Action item:
After locating the line that contains "pitch-class bins and" in the data below, set down exactly that line and each one after it through the line that contains "pub fn new(silence_rms: f32)", and nothing more.

Input:

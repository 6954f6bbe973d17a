//! Integration tests for the chordscope analysis pipeline
//!
//! Stage sequencing and failure policy are checked with stub ports; the last
//! section runs the built-in adapters over generated WAV files.

use chordscope::analysis::{
    ChordClassifier, FrameClassification, MetadataReader, PrimaryExtraction,
    PrimaryFeatureExtractor, SecondaryFeatureExtractor, Transcriber,
};
use chordscope::config::Settings;
use chordscope::error::{
    AnalysisError, ExtractionError, MetadataError, RecognitionError, Stage, TranscriptionError,
};
use chordscope::export;
use chordscope::pipeline::{
    AnalysisOrchestrator, AnalysisPorts, AnalysisRequest, CancellationToken,
};
use chordscope::types::{
    AudioBuffer, AudioSource, ChordLabel, FeatureSet, Mode, PitchClass, TrackMetadata,
    TranscriptSegment, TranscriptionResult,
};
use std::collections::BTreeSet;
use std::fs;
use std::path::{Path, PathBuf};
use std::sync::atomic::{AtomicUsize, Ordering};
use std::sync::Arc;
use std::time::{Duration, Instant};
use tempfile::TempDir;

// =============================================================================
// Stub ports
// =============================================================================

/// Sample rate of the stub waveform
const STUB_RATE: u32 = 1000;

#[derive(Default)]
struct StubMetadata {
    calls: AtomicUsize,
    fail: bool,
}

impl MetadataReader for StubMetadata {
    fn read(&self, path: &Path) -> Result<TrackMetadata, MetadataError> {
        self.calls.fetch_add(1, Ordering::SeqCst);
        if self.fail {
            return Err(MetadataError::Unreadable {
                path: path.to_path_buf(),
                reason: "corrupt tag".to_string(),
            });
        }
        Ok(TrackMetadata {
            title: Some("Stub Title".to_string()),
            artist: Some("Stub Artist".to_string()),
            year: Some(1999),
            ..Default::default()
        })
    }

    fn name(&self) -> &'static str {
        "stub-metadata"
    }
}

/// Returns a waveform that is positive for 0.4 s, then negative for 0.6 s
#[derive(Default)]
struct StubPrimary {
    calls: AtomicUsize,
    fail: bool,
    seconds: usize,
}

impl PrimaryFeatureExtractor for StubPrimary {
    fn extract(&self, _path: &Path) -> Result<PrimaryExtraction, ExtractionError> {
        self.calls.fetch_add(1, Ordering::SeqCst);
        if self.fail {
            return Err(ExtractionError::Backend {
                extractor: "stub-primary",
                reason: "decoder exploded".to_string(),
            });
        }

        let seconds = self.seconds.max(1);
        let mut samples = Vec::with_capacity(STUB_RATE as usize * seconds);
        for _ in 0..seconds {
            samples.extend(std::iter::repeat(0.5f32).take(400));
            samples.extend(std::iter::repeat(-0.5f32).take(600));
        }

        let mut features = FeatureSet::new();
        features.insert_scalar("spectral_centroid_mean", 1234.0);
        Ok(PrimaryExtraction {
            features,
            audio: AudioBuffer::new(samples, STUB_RATE).with_source_rate(44100),
        })
    }

    fn name(&self) -> &'static str {
        "stub-primary"
    }
}

#[derive(Default)]
struct StubSecondary {
    calls: AtomicUsize,
    fail: bool,
}

impl SecondaryFeatureExtractor for StubSecondary {
    fn extract(&self, _audio: &AudioBuffer) -> Result<FeatureSet, ExtractionError> {
        self.calls.fetch_add(1, Ordering::SeqCst);
        if self.fail {
            return Err(ExtractionError::Backend {
                extractor: "stub-secondary",
                reason: "tempo tracker failed".to_string(),
            });
        }
        let mut features = FeatureSet::new();
        features.insert_scalar("bpm", 120.0);
        Ok(features)
    }

    fn name(&self) -> &'static str {
        "stub-secondary"
    }
}

/// C:maj for positive frames, A:min for negative ones
#[derive(Default)]
struct StubClassifier {
    calls: AtomicUsize,
    fail: bool,
    /// Fired on the first classification
    cancel_on_first: Option<CancellationToken>,
}

impl ChordClassifier for StubClassifier {
    fn classify(
        &self,
        frame: &[f32],
        _sample_rate: u32,
    ) -> Result<FrameClassification, RecognitionError> {
        self.calls.fetch_add(1, Ordering::SeqCst);
        if let Some(token) = &self.cancel_on_first {
            token.cancel();
        }
        if self.fail {
            return Err(RecognitionError::Classifier {
                classifier: "stub-classifier",
                reason: "model missing".to_string(),
            });
        }
        let mean = frame.iter().sum::<f32>() / frame.len() as f32;
        Ok(if mean > 0.0 {
            ChordLabel::major(PitchClass::C).into()
        } else {
            ChordLabel::minor(PitchClass::A).into()
        })
    }

    fn name(&self) -> &'static str {
        "stub-classifier"
    }
}

enum TranscriberBehavior {
    Succeed,
    Fail,
    Nothing,
    Hang(Duration),
    /// Cancel the run from inside the call, then hang
    CancelAndHang(CancellationToken, Duration),
}

struct StubTranscriber {
    calls: AtomicUsize,
    behavior: TranscriberBehavior,
}

impl StubTranscriber {
    fn new(behavior: TranscriberBehavior) -> Self {
        Self {
            calls: AtomicUsize::new(0),
            behavior,
        }
    }
}

impl Transcriber for StubTranscriber {
    fn transcribe(
        &self,
        _path: &Path,
        language: Option<&str>,
    ) -> Result<Option<TranscriptionResult>, TranscriptionError> {
        self.calls.fetch_add(1, Ordering::SeqCst);
        match &self.behavior {
            TranscriberBehavior::Succeed => Ok(Some(TranscriptionResult {
                text: "la la la".to_string(),
                language: language.map(str::to_string),
                segments: vec![TranscriptSegment {
                    id: 0,
                    start: 0.0,
                    end: 1.0,
                    text: "la la la".to_string(),
                    confidence: Some(0.9),
                    no_speech_prob: None,
                }],
                confidence_mean: Some(0.9),
                model: "stub".to_string(),
                processing_time: 0.0,
            })),
            TranscriberBehavior::Fail => Err(TranscriptionError::Api {
                status: 500,
                body: "internal error".to_string(),
            }),
            TranscriberBehavior::Nothing => Ok(None),
            TranscriberBehavior::Hang(duration) => {
                std::thread::sleep(*duration);
                Ok(None)
            }
            TranscriberBehavior::CancelAndHang(token, duration) => {
                token.cancel();
                std::thread::sleep(*duration);
                Ok(None)
            }
        }
    }

    fn name(&self) -> &'static str {
        "stub-transcriber"
    }
}

/// Stubs plus handles to inspect their call counters
struct Harness {
    metadata: Arc<StubMetadata>,
    primary: Arc<StubPrimary>,
    secondary: Arc<StubSecondary>,
    classifier: Arc<StubClassifier>,
    transcriber: Arc<StubTranscriber>,
    settings: Settings,
    _dir: TempDir,
    audio_path: PathBuf,
}

impl Harness {
    fn new() -> Self {
        let dir = TempDir::new().expect("Failed to create temp dir");
        let audio_path = dir.path().join("stub_song.mp3");
        fs::write(&audio_path, b"not really audio").expect("Failed to create input file");

        Self {
            metadata: Arc::new(StubMetadata::default()),
            primary: Arc::new(StubPrimary {
                seconds: 3,
                ..Default::default()
            }),
            secondary: Arc::new(StubSecondary::default()),
            classifier: Arc::new(StubClassifier::default()),
            transcriber: Arc::new(StubTranscriber::new(TranscriberBehavior::Succeed)),
            settings: Settings::default(),
            _dir: dir,
            audio_path,
        }
    }

    fn orchestrator(&self) -> AnalysisOrchestrator {
        AnalysisOrchestrator::new(
            self.settings.clone(),
            AnalysisPorts {
                metadata: self.metadata.clone(),
                primary: self.primary.clone(),
                secondary: self.secondary.clone(),
                classifier: self.classifier.clone(),
                transcriber: self.transcriber.clone(),
            },
        )
    }

    fn request(&self) -> AnalysisRequest {
        AnalysisRequest::new(&self.audio_path)
    }

    /// (metadata, primary, secondary, classifier, transcriber) call counts
    fn calls(&self) -> (usize, usize, usize, usize, usize) {
        (
            self.metadata.calls.load(Ordering::SeqCst),
            self.primary.calls.load(Ordering::SeqCst),
            self.secondary.calls.load(Ordering::SeqCst),
            self.classifier.calls.load(Ordering::SeqCst),
            self.transcriber.calls.load(Ordering::SeqCst),
        )
    }
}
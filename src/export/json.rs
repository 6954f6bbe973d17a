//! JSON export of analysis records

use crate::error::{AnalysisError, Result};
use crate::types::AnalysisRecord;
use std::fs::File;
use std::io::{BufReader, BufWriter, Write};
use std::path::Path;
use tracing::info;

/// Write a record as pretty-printed JSON
///
/// Uses atomic write pattern: writes to a temp file first, then renames.
/// This prevents a truncated record if the write is interrupted.
pub fn write_record(record: &AnalysisRecord, output_path: &Path) -> Result<()> {
    let output_error = |reason: String| AnalysisError::Output {
        path: output_path.to_path_buf(),
        reason,
    };

    if let Some(parent) = output_path.parent().filter(|p| !p.as_os_str().is_empty()) {
        std::fs::create_dir_all(parent).map_err(|e| output_error(e.to_string()))?;
    }

    // Same directory as the target so the rename stays on one filesystem
    let temp_path = output_path.with_extension("json.tmp");

    let file = File::create(&temp_path)
        .map_err(|e| output_error(format!("Failed to create temp file: {}", e)))?;
    let mut writer = BufWriter::new(file);

    let written = serde_json::to_writer_pretty(&mut writer, record)
        .map_err(|e| e.to_string())
        .and_then(|()| writer.flush().map_err(|e| e.to_string()));
    if let Err(reason) = written {
        let _ = std::fs::remove_file(&temp_path);
        return Err(output_error(reason));
    }
    drop(writer);

    std::fs::rename(&temp_path, output_path).map_err(|e| {
        let _ = std::fs::remove_file(&temp_path);
        output_error(format!("Failed to finalize file: {}", e))
    })?;

    info!("Wrote analysis record to {}", output_path.display());
    Ok(())
}

/// Load a record previously written by [`write_record`]
pub fn read_record(path: &Path) -> Result<AnalysisRecord> {
    let file = File::open(path).map_err(|e| {
        if e.kind() == std::io::ErrorKind::NotFound {
            AnalysisError::FileNotFound(path.to_path_buf())
        } else {
            AnalysisError::Io(e)
        }
    })?;
    serde_json::from_reader(BufReader::new(file)).map_err(|e| AnalysisError::Output {
        path: path.to_path_buf(),
        reason: format!("Invalid analysis record: {}", e),
    })
}
//! Chroma template chord classifier
//!
//! Folds a Hann-windowed magnitude spectrum into 12 pitch-class bins and
//! scores it against the 24 binary major/minor triad templates. The best
//! template by cosine similarity wins; silent or ambiguous frames decode as
//! no-chord.

use crate::analysis::spectrum::{rms, MagnitudeSpectrum};
use crate::analysis::traits::{ChordClassifier, FrameClassification};
use crate::error::RecognitionError;
use crate::types::{ChordLabel, ChordQuality, PitchClass};

/// FFT size; frames are truncated or zero-padded to this length
pub const CHROMA_FFT_SIZE: usize = 4096;

/// Lowest frequency folded into chroma (A1)
const MIN_HZ: f32 = 55.0;

/// Highest frequency folded into chroma
const MAX_HZ: f32 = 2000.0;

/// Below this cosine similarity no triad is considered a match
const MIN_SIMILARITY: f32 = 0.6;

/// Intervals (semitones above the root) of each triad quality
const TRIAD_INTERVALS: [(ChordQuality, [usize; 3]); 2] = [
    (ChordQuality::Maj, [0, 4, 7]),
    (ChordQuality::Min, [0, 3, 7]),
];

/// Binary triad template
struct Template {
    label: ChordLabel,
    notes: [usize; 3],
}

/// Frame classifier over 12-bin chroma
pub struct ChromaTemplateClassifier {
    spectrum: MagnitudeSpectrum,
    templates: Vec<Template>,
    silence_rms: f32,
}

impl ChromaTemplateClassifier {
    pub fn new(silence_rms: f32) -> Self {
        let mut templates = Vec::with_capacity(24);
        for (quality, intervals) in TRIAD_INTERVALS {
            for root in 0..12u8 {
                let Some(pitch) = PitchClass::from_index(root) else {
                    continue;
                };
                templates.push(Template {
                    label: ChordLabel::Triad {
                        root: pitch,
                        quality,
                    },
                    notes: intervals.map(|i| (root as usize + i) % 12),
                });
            }
        }

        Self {
            spectrum: MagnitudeSpectrum::new(CHROMA_FFT_SIZE),
            templates,
            silence_rms,
        }
    }

    /// Best triad for a chroma vector, or no-chord
    fn match_chroma(&self, chroma: &[f32; 12]) -> ChordLabel {
        let norm = chroma.iter().map(|c| c * c).sum::<f32>().sqrt();
        if norm <= f32::EPSILON {
            return ChordLabel::NoChord;
        }

        // Binary template with three ones has norm sqrt(3)
        let template_norm = 3.0f32.sqrt();
        let mut best = (ChordLabel::NoChord, MIN_SIMILARITY);
        for template in &self.templates {
            let dot: f32 = template.notes.iter().map(|&n| chroma[n]).sum();
            let similarity = dot / (norm * template_norm);
            if similarity > best.1 {
                best = (template.label, similarity);
            }
        }
        best.0
    }
}

impl Default for ChromaTemplateClassifier {
    fn default() -> Self {
        Self::new(crate::config::ChordSettings::default().silence_rms)
    }
}

impl ChordClassifier for ChromaTemplateClassifier {
    fn classify(
        &self,
        frame: &[f32],
        sample_rate: u32,
    ) -> Result<FrameClassification, RecognitionError> {
        if sample_rate == 0 {
            return Err(RecognitionError::InvalidSampleRate(sample_rate));
        }
        if rms(frame) < self.silence_rms {
            return Ok(ChordLabel::NoChord.into());
        }

        let mags = self.spectrum.compute(frame);
        let chroma = self.spectrum.chroma(&mags, sample_rate, MIN_HZ, MAX_HZ);
        Ok(self.match_chroma(&chroma).into())
    }

    fn name(&self) -> &'static str {
        "chroma-template"
    }
}
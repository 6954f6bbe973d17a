//! OpenAI Whisper transcription over HTTP

use crate::analysis::traits::Transcriber;
use crate::config::TranscriptionSettings;
use crate::error::TranscriptionError;
use crate::types::{TranscriptSegment, TranscriptionResult};
use reqwest::blocking::{multipart, Client};
use serde::Deserialize;
use std::path::Path;
use std::time::Instant;
use tracing::{debug, info};

const USER_AGENT: &str = concat!("chordscope/", env!("CARGO_PKG_VERSION"));

/// `verbose_json` response body
#[derive(Debug, Deserialize)]
struct VerboseTranscription {
    text: String,
    #[serde(default)]
    language: Option<String>,
    #[serde(default)]
    segments: Vec<VerboseSegment>,
}

#[derive(Debug, Deserialize)]
struct VerboseSegment {
    id: usize,
    start: f64,
    end: f64,
    text: String,
    #[serde(default)]
    avg_logprob: Option<f64>,
    #[serde(default)]
    no_speech_prob: Option<f64>,
}

/// Transcriber calling the `/audio/transcriptions` endpoint
pub struct WhisperTranscriber {
    settings: TranscriptionSettings,
}

impl WhisperTranscriber {
    pub fn new(settings: TranscriptionSettings) -> Self {
        Self { settings }
    }

    fn endpoint(&self) -> String {
        format!(
            "{}/audio/transcriptions",
            self.settings.api_base.trim_end_matches('/')
        )
    }
}

impl Transcriber for WhisperTranscriber {
    fn transcribe(
        &self,
        path: &Path,
        language: Option<&str>,
    ) -> Result<Option<TranscriptionResult>, TranscriptionError> {
        let api_key = self
            .settings
            .api_key
            .as_deref()
            .ok_or_else(|| TranscriptionError::Unavailable {
                reason: "no OpenAI API key configured".to_string(),
            })?;

        let started = Instant::now();

        let mut form = multipart::Form::new()
            .text("model", self.settings.model.clone())
            .text("response_format", "verbose_json")
            .text("timestamp_granularities[]", "segment")
            .file("file", path)
            .map_err(|source| TranscriptionError::Io {
                path: path.to_path_buf(),
                source,
            })?;
        if let Some(lang) = language.or(self.settings.language.as_deref()) {
            form = form.text("language", lang.to_string());
        }

        let client = Client::builder()
            .user_agent(USER_AGENT)
            .timeout(self.settings.timeout)
            .build()
            .map_err(|e| TranscriptionError::Request {
                reason: e.to_string(),
            })?;

        debug!("Uploading {} to {}", path.display(), self.endpoint());
        let response = client
            .post(self.endpoint())
            .bearer_auth(api_key)
            .multipart(form)
            .send()
            .map_err(|e| TranscriptionError::Request {
                reason: e.to_string(),
            })?;

        let status = response.status();
        if !status.is_success() {
            let body = response.text().unwrap_or_default();
            return Err(TranscriptionError::Api {
                status: status.as_u16(),
                body,
            });
        }

        let body: VerboseTranscription =
            response.json().map_err(|e| TranscriptionError::Request {
                reason: format!("invalid response body: {}", e),
            })?;

        let result = into_result(body, &self.settings.model, started.elapsed().as_secs_f64());
        if let Some(result) = &result {
            info!(
                "Transcribed {} segments in {:.1}s",
                result.segments.len(),
                result.processing_time
            );
        }
        Ok(result)
    }

    fn name(&self) -> &'static str {
        "openai-whisper"
    }
}

/// Convert the provider body; an empty transcript counts as no result
fn into_result(
    body: VerboseTranscription,
    model: &str,
    processing_time: f64,
) -> Option<TranscriptionResult> {
    let text = body.text.trim().to_string();
    if text.is_empty() && body.segments.is_empty() {
        return None;
    }

    let segments: Vec<TranscriptSegment> = body
        .segments
        .into_iter()
        .map(|s| TranscriptSegment {
            id: s.id,
            start: s.start,
            end: s.end,
            text: s.text.trim().to_string(),
            confidence: s.avg_logprob.map(|lp| lp.exp().clamp(0.0, 1.0)),
            no_speech_prob: s.no_speech_prob,
        })
        .collect();

    let confidences: Vec<f64> = segments.iter().filter_map(|s| s.confidence).collect();
    let confidence_mean = if confidences.is_empty() {
        None
    } else {
        Some(confidences.iter().sum::<f64>() / confidences.len() as f64)
    };

    Some(TranscriptionResult {
        text,
        language: body.language,
        segments,
        confidence_mean,
        model: model.to_string(),
        processing_time,
    })
}
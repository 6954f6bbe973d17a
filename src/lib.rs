//! chordscope - Audio Analysis with Chord Progression Recognition
//!
//! Analyzes one audio recording into a single structured record combining
//! spectral/timbral descriptors, rhythm/tonal descriptors, a chord
//! progression with derived statistics, and an optional lyric transcription.
//!
//! # Architecture
//!
//! The library is organized into several key modules:
//!
//! - `config`: CLI argument parsing and runtime settings
//! - `audio`: Audio decoding using symphonia
//! - `analysis`: Capability ports plus metadata and feature-extraction backends
//! - `chords`: Fixed-rate chord recognition and progression summarization
//! - `transcription`: Speech-to-text backend
//! - `pipeline`: Stage orchestration, failure policy and cancellation
//! - `export`: JSON output
//!
//! # Example
//!
//! ```no_run
//! use chordscope::config::Settings;
//! use chordscope::pipeline::{AnalysisOrchestrator, AnalysisRequest};
//!
//! let orchestrator = AnalysisOrchestrator::with_defaults(Settings::default());
//! let record = orchestrator
//!     .analyze(&AnalysisRequest::new("song.mp3"))
//!     .expect("Analysis failed");
//! println!("Most common chord: {:?}", record.chord_progression.most_common_chord);
//! ```

pub mod analysis;
pub mod audio;
pub mod chords;
pub mod config;
pub mod error;
pub mod export;
pub mod pipeline;
pub mod transcription;
pub mod types;

// Re-export key types at crate root
pub use error::{AnalysisError, Result, Stage};
pub use types::{AnalysisRecord, AudioBuffer, ChordEvent, ChordLabel, ChordProgressionSummary};
use thiserror::Error;

/// Errors surfaced by the command gateway to its callers.
#[derive(Debug, Error)]
pub enum WardenError {
    #[error(
        "no approval handler registered, cannot gate `{command}`; \
         the host must call set_approval_handler() during startup before running gated commands"
    )]
    NoHandler { command: String },

    #[error(
        "command `{command}` was denied by the operator (approval required: {reason}); \
         nothing was executed, re-issue the command to ask again or add it to the whitelist"
    )]
    Denied { command: String, reason: String },

    #[error("approval for `{command}` timed out after {timeout_secs}s without an answer")]
    ApprovalTimeout { command: String, timeout_secs: u64 },

    #[error("approval handler failed for `{command}`: {message}")]
    Handler { command: String, message: String },

    #[error(transparent)]
    Pattern(#[from] PatternError),
}

/// Rejection reasons for a regular expression.
///
/// The `Dangerous` check works on the pattern text and only recognises a few
/// common catastrophic-backtracking shapes. It can reject harmless patterns and
/// it will miss others.
#[derive(Debug, Clone, PartialEq, Eq, Error)]
pub enum PatternError {
    #[error("pattern is {len} characters long, the limit is {max}")]
    TooLong { len: usize, max: usize },

    #[error(
        "pattern looks prone to catastrophic backtracking ({signature}); \
         this is a best-effort heuristic, not a complete ReDoS check, \
         rewrite it without nested or chained quantifiers"
    )]
    Dangerous { signature: &'static str },

    #[error("invalid regular expression: {0}")]
    Invalid(String),
}

#[cfg(test)]
mod tests {
    use super::*;

    #[test]
    fn denied_message_names_command_and_reason() {
        let err = WardenError::Denied {
            command: "rm -rf /x".to_string(),
            reason: "destructive action".to_string(),
        };
        let msg = err.to_string();
        assert!(msg.contains("rm -rf /x"));
        assert!(msg.contains("destructive action"));
        assert!(msg.contains("nothing was executed"));
    }

    #[test]
    fn no_handler_message_is_actionable() {
        let err = WardenError::NoHandler {
            command: "reboot".to_string(),
        };
        assert!(err.to_string().contains("set_approval_handler"));
    }

    #[test]
    fn dangerous_pattern_message_admits_heuristic() {
        let err = PatternError::Dangerous {
            signature: "nested quantifier (...+)+",
        };
        assert!(err.to_string().contains("best-effort heuristic"));
    }
}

Exercise solution:
//! Folds a Hann-windowed magnitude spectrum into 12 pitch-class bins and
//! scores it against the 24 binary major/minor triad templates. The best
//! template by cosine similarity wins; silent or ambiguous frames decode as
//! no-chord.

use crate::analysis::spectrum::{rms, MagnitudeSpectrum};
use crate::analysis::traits::{ChordClassifier, FrameClassification};
use crate::error::RecognitionError;
use crate::types::{ChordLabel, ChordQuality, PitchClass};

/// FFT size; frames are truncated or zero-padded to this length
pub const CHROMA_FFT_SIZE: usize = 4096;

/// Lowest frequency folded into chroma (A1)
const MIN_HZ: f32 = 55.0;

/// Highest frequency folded into chroma
const MAX_HZ: f32 = 2000.0;

/// Below this cosine similarity no triad is considered a match
const MIN_SIMILARITY: f32 = 0.6;

/// Intervals (semitones above the root) of each triad quality
const TRIAD_INTERVALS: [(ChordQuality, [usize; 3]); 2] = [
    (ChordQuality::Maj, [0, 4, 7]),
    (ChordQuality::Min, [0, 3, 7]),
];

/// Binary triad template
struct Template {
    label: ChordLabel,
    notes: [usize; 3],
}

/// Frame classifier over 12-bin chroma
pub struct ChromaTemplateClassifier {
    spectrum: MagnitudeSpectrum,
    templates: Vec<Template>,
    silence_rms: f32,
}

impl ChromaTemplateClassifier {
    pub fn new(silence_rms: f32) -> Self {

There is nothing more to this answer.